A Suíça construiu um muro legal contra investigações indesejadas para o setor bancário e financeiro, afirma um conhecido jornalista investigativo suíço.

A relatora especial da ONU, Irene Khan, critica a Suíça por violar a liberdade de imprensa.  O país caiu no ranking da “Repórteres sem Fronteiras”, e também existe uma repercussão negativa em relação à liberdade de imprensa.

O que está acontecendo? Falamos com Dominique Strebel, advogado, jornalista investigativo e editor-chefe de uma conhecida revista suíça de notícias e consumo.

Dominique Strebel                

Dominique Strebel é advogado e jornalista. Trabalhou como correspondente do canal público de televisão SRF no Tribunal Federal, editor das revistas “Beobachter” e “plädoyer” e redator nos jornais “NZZ am Sonntag”, “Tages-Anzeiger” e “República”. Hoje é editor-chefe da revista de notícias e consumo “Beobachter”. Além disso, é logueiro, jurista de mídia, treinador de pesquisa e docente na Escola Suíça de Jornalismo MAZ.

swissinfo.ch: A Suíça tem tido uma repercussão negativa ultimamente, em termos de liberdade de imprensa.

Dominique Strebel: Tenho a sensação de que a Suíça construiu um muro de proteção em torno da indústria bancária e financeira, contra pesquisas indesejadas. Em 2015, duas leis – que tornam punível a cooperação na busca de informações que estão sujeitas ao sigilo bancário – foram alteradas, com uma passagem idêntica.

A proteção das fontes na Suíça também é altamente tendenciosa em favor da indústria financeira e bancária: os profissionais da mídia têm que revelar sua fonte não apenas em casos de assassinato e homicídio culposo, mas também em casos de lavagem de dinheiro. Qualquer fonte que transmita informações sobre lavagem de dinheiro deve, portanto, contar com um jornalista que tenha que revelar seu nome ao Ministério Público, se a informação estiver sujeita ao sigilo bancário. Isto mostra que a indústria bancária e financeira – respectivamente, o Parlamento – está amordaçando a mídia na Suíça.

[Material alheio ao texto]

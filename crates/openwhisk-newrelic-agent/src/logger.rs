//! Custom tracing formatter for agent logs.
//!
//! Prefixes every log line with `NR_AGENT` so agent output is easy to
//! separate from action output in the activation logs.
//!
//! # Format
//!
//! ```text
//! NR_AGENT | LEVEL | [span_name{span_fields}:] message {event_fields}
//! ```

use std::fmt;
use tracing_core::{Event, Subscriber};
use tracing_subscriber::fmt::{
    format::{self, FormatEvent, FormatFields},
    FmtContext, FormattedFields,
};
use tracing_subscriber::registry::LookupSpan;
use tracing_subscriber::EnvFilter;

/// Log formatter that prefixes messages with `NR_AGENT`.
#[derive(Debug, Clone, Copy)]
pub struct Formatter;

impl<S, N> FormatEvent<S, N> for Formatter
where
    S: Subscriber + for<'a> LookupSpan<'a>,
    N: for<'a> FormatFields<'a> + 'static,
{
    fn format_event(
        &self,
        ctx: &FmtContext<'_, S, N>,
        mut writer: format::Writer<'_>,
        event: &Event<'_>,
    ) -> fmt::Result {
        let metadata = event.metadata();
        write!(&mut writer, "NR_AGENT | {} | ", metadata.level())?;

        // Include the span hierarchy from root to current for context.
        if let Some(scope) = ctx.event_scope() {
            for span in scope.from_root() {
                write!(writer, "{}", span.name())?;

                let ext = span.extensions();
                if let Some(fields) = ext.get::<FormattedFields<N>>() {
                    if !fields.is_empty() {
                        write!(writer, "{{{fields}}}")?;
                    }
                }
                write!(writer, ": ")?;
            }
        }

        ctx.field_format().format_fields(writer.by_ref(), event)?;

        writeln!(writer)
    }
}

/// Installs the agent log subscriber for the whole process.
///
/// The level defaults to `info` and can be overridden through `RUST_LOG`.
/// Repeated calls are harmless; only the first installation wins, which
/// matters in test binaries where many cases initialize logging.
pub fn init() {
    let filter = EnvFilter::try_from_default_env().unwrap_or_else(|_| EnvFilter::new("info"));
    let _ = tracing_subscriber::fmt()
        .event_format(Formatter)
        .with_env_filter(filter)
        .try_init();
}

#[cfg(test)]
mod tests {
    use super::*;

    #[test]
    fn test_init_is_idempotent() {
        init();
        init();
    }

    #[test]
    fn test_formatter_is_copy() {
        let f = Formatter;
        let g = f;
        let _ = (f, g);
    }
}
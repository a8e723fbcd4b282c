//! Instrumented HTTP client.
//!
//! The client owns the whole exchange for each request: DNS resolution,
//! TCP connect, optional TLS handshake, and HTTP/1.1 dispatch over
//! hyper's connection-level API. Owning every step is what makes every
//! lifecycle anchor observable. Responses are buffered before they are returned, so the
//! response-end anchor and the body byte count are always known by the
//! time the metric record emits.
//!
//! One connection is established per request. There is no pool, so the
//! socket-available anchor coincides with the start of connection
//! establishment and the blocked duration stays near zero.

use std::io;
use std::sync::{Arc, Mutex, OnceLock};
use std::time::{Duration, Instant};

use bytes::{Bytes, BytesMut};
use http::header::{CONTENT_LENGTH, CONTENT_TYPE, HOST, USER_AGENT};
use http::{HeaderMap, HeaderValue, Method, Request, Response, Uri};
use http_body_util::{BodyExt, Full};
use hyper::body::Incoming;
use hyper_util::rt::TokioIo;
use rustls_pki_types::ServerName;
use tokio::net::{lookup_host, TcpStream};
use tracing::debug;

use crate::error::HttpError;
use crate::probe::options::RequestOptions;
use crate::probe::timings::{IoAnchors, TimedIo};
use crate::probe::{self, HttpRequestMetrics, ResponseInfo};
use crate::AGENT_USER_AGENT;

/// Response headers checked for a server-side request correlation id.
const REQUEST_ID_HEADERS: [&str; 2] = ["x-request-id", "x-correlation-id"];

static TLS_CONFIG: OnceLock<Arc<rustls::ClientConfig>> = OnceLock::new();

fn tls_config() -> Arc<rustls::ClientConfig> {
    Arc::clone(TLS_CONFIG.get_or_init(|| {
        let mut roots = rustls::RootCertStore::empty();
        roots.extend(webpki_roots::TLS_SERVER_ROOTS.iter().cloned());
        Arc::new(
            rustls::ClientConfig::builder()
                .with_root_certificates(roots)
                .with_no_client_auth(),
        )
    }))
}

/// HTTP/HTTPS client observed by the probe.
///
/// Requests dispatched through this client produce one metric record each
/// while the probe is installed. Requests carrying the agent's own ingest
/// user-agent are never observed.
#[derive(Debug, Clone, Default)]
pub struct HttpClient {
    timeout: Option<Duration>,
}

impl HttpClient {
    #[must_use]
    pub fn new() -> Self {
        HttpClient { timeout: None }
    }

    /// Caps the whole exchange. An elapsed timeout fails the request and
    /// produces a record with `errorCode` 110.
    #[must_use]
    pub fn with_timeout(mut self, timeout: Duration) -> Self {
        self.timeout = Some(timeout);
        self
    }

    /// Convenience GET.
    pub async fn get(&self, url: &str) -> Result<Response<Bytes>, HttpError> {
        let request = Request::builder()
            .method(Method::GET)
            .uri(url)
            .body(Bytes::new())?;
        self.request(request).await
    }

    /// Convenience POST with a body.
    pub async fn post(&self, url: &str, body: Bytes) -> Result<Response<Bytes>, HttpError> {
        let request = Request::builder()
            .method(Method::POST)
            .uri(url)
            .body(body)?;
        self.request(request).await
    }

    /// Dispatches a prepared request, observing its full lifecycle.
    pub async fn request(&self, request: Request<Bytes>) -> Result<Response<Bytes>, HttpError> {
        let options = RequestOptions::from_request(&request)?;

        // Loop-breaker: never observe the agent's own ingest uploads.
        let own_upload = request
            .headers()
            .get(USER_AGENT)
            .and_then(|value| value.to_str().ok())
            == Some(AGENT_USER_AGENT);
        let callback = if own_upload {
            None
        } else {
            probe::installed_callback()
        };

        let mut record = HttpRequestMetrics::new(options);
        let anchors = Arc::new(Mutex::new(IoAnchors::default()));

        let exchange = Self::exchange(request, &mut record, Arc::clone(&anchors));
        let outcome = match self.timeout {
            Some(limit) => match tokio::time::timeout(limit, exchange).await {
                Ok(outcome) => outcome,
                Err(_) => Err(HttpError::TimedOut),
            },
            None => exchange.await,
        };

        let snapshot = match anchors.lock() {
            Ok(guard) => *guard,
            Err(poisoned) => *poisoned.into_inner(),
        };
        record.timings.request_finished = snapshot.last_write;
        record.timings.first_byte = snapshot.first_read;

        match outcome {
            Ok(response) => {
                if let Some(callback) = &callback {
                    record.emit(callback);
                }
                Ok(response)
            }
            Err(error) => {
                record.record_error(&error);
                if let Some(callback) = &callback {
                    record.emit(callback);
                }
                Err(error)
            }
        }
    }

    async fn exchange(
        request: Request<Bytes>,
        record: &mut HttpRequestMetrics,
        anchors: Arc<Mutex<IoAnchors>>,
    ) -> Result<Response<Bytes>, HttpError> {
        let host = record.options.host.clone();
        let port = record.options.port;
        let https = record.options.is_https();

        record.timings.socket_available = Some(Instant::now());

        let mut addresses =
            lookup_host((host.as_str(), port))
                .await
                .map_err(|source| HttpError::Dns {
                    host: host.clone(),
                    source,
                })?;
        record.timings.dns_lookup = Some(Instant::now());
        let address = addresses.next().ok_or_else(|| HttpError::Dns {
            host: host.clone(),
            source: io::Error::new(io::ErrorKind::NotFound, "lookup returned no addresses"),
        })?;

        let stream = TcpStream::connect(address)
            .await
            .map_err(|source| HttpError::Connect {
                addr: address.to_string(),
                source,
            })?;
        record.timings.tcp_connected = Some(Instant::now());
        record.local_ip = stream.local_addr().ok().map(|addr| addr.ip());
        record.server_ip = stream.peer_addr().ok().map(|addr| addr.ip());

        let prepared = Self::prepare(request, record)?;

        let response = if https {
            let server_name = ServerName::try_from(host.clone()).map_err(|error| HttpError::Tls {
                host: host.clone(),
                source: io::Error::new(io::ErrorKind::InvalidInput, error),
            })?;
            let connector = tokio_rustls::TlsConnector::from(tls_config());
            let tls = connector
                .connect(server_name, stream)
                .await
                .map_err(|source| HttpError::Tls {
                    host: host.clone(),
                    source,
                })?;
            record.timings.tls_handshaken = Some(Instant::now());
            Self::send(tls, prepared, anchors).await?
        } else {
            Self::send(stream, prepared, anchors).await?
        };

        let (parts, body) = response.into_parts();
        let content_length = parts
            .headers
            .get(CONTENT_LENGTH)
            .and_then(|value| value.to_str().ok())
            .and_then(|value| value.parse::<u64>().ok());

        let collected = collect_body(body).await?;
        record.timings.response_end = Some(Instant::now());

        record.response = Some(ResponseInfo {
            status: parts.status.as_u16(),
            status_text: parts.status.canonical_reason(),
            content_type: parts
                .headers
                .get(CONTENT_TYPE)
                .and_then(|value| value.to_str().ok())
                .map(str::to_string),
            server_request_id: server_request_id(&parts.headers),
            // The header value wins; counted bytes cover chunked bodies.
            body_size: content_length.unwrap_or(collected.len() as u64),
        });

        Ok(Response::from_parts(parts, collected))
    }

    /// Rewrites the request for hyper's connection-level client: an
    /// origin-form URI and an explicit `Host` header. Also counts the
    /// outgoing body bytes.
    fn prepare(
        request: Request<Bytes>,
        record: &mut HttpRequestMetrics,
    ) -> Result<Request<Full<Bytes>>, HttpError> {
        let (mut parts, body) = request.into_parts();
        record.request_body_size = body.len() as u64;

        parts.uri = record
            .options
            .path
            .parse::<Uri>()
            .map_err(|error| HttpError::InvalidUri(error.to_string()))?;
        if !parts.headers.contains_key(HOST) {
            let value = HeaderValue::from_str(&record.options.host_header())
                .map_err(|error| HttpError::InvalidUri(error.to_string()))?;
            parts.headers.insert(HOST, value);
        }
        Ok(Request::from_parts(parts, Full::new(body)))
    }

    async fn send<S>(
        io: S,
        request: Request<Full<Bytes>>,
        anchors: Arc<Mutex<IoAnchors>>,
    ) -> Result<Response<Incoming>, HttpError>
    where
        S: tokio::io::AsyncRead + tokio::io::AsyncWrite + Unpin + Send + 'static,
    {
        let timed = TimedIo::new(io, anchors);
        let (mut sender, connection) =
            hyper::client::conn::http1::handshake(TokioIo::new(timed)).await?;
        tokio::spawn(async move {
            if let Err(error) = connection.await {
                debug!("http connection task ended: {error}");
            }
        });
        Ok(sender.send_request(request).await?)
    }
}

async fn collect_body(mut body: Incoming) -> Result<Bytes, HttpError> {
    let mut collected = BytesMut::new();
    while let Some(next) = body.frame().await {
        let frame = next?;
        if let Ok(data) = frame.into_data() {
            collected.extend_from_slice(&data);
        }
    }
    Ok(collected.freeze())
}

fn server_request_id(headers: &HeaderMap) -> Option<String> {
    REQUEST_ID_HEADERS.iter().find_map(|name| {
        headers
            .get(*name)
            .and_then(|value| value.to_str().ok())
            .map(str::to_string)
    })
}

swissinfo.ch: Esta abordagem restritiva da mídia é algo tipicamente suíça?

E.S.: Eu não tenho uma visão geral de todos os países. Mas a maneira como os denunciantes são tratados nos países anglo-saxões, onde às vezes eles até são pagos para tornar a informação pública, é diferente da Suíça.

E na Alemanha não existe tal regra, como na lei bancária suíça, de que a divulgação de informações sujeitas ao sigilo bancário seja punível. Isto se tornou evidente durante a pesquisa sobre os Segredos Suíços, onde jornalistas alemães puderam fazer este trabalho e jornalistas suíços não, porque eles teriam sido passíveis de processo judicial.

Segredos Suíços

Em fevereiro de 2022, em uma colaboração internacional baseada em dados bancários vazados, a mídia tornou público que o grande banco suíço ‘Credit Suisse’ vinha ajudando criminosos e ditadores a esconder seu dinheiro por décadas. Leia mais sobre isso no foco temático da ONG suíça Public EyeLink externo que luta, entre outras coisas, contra a corrupção.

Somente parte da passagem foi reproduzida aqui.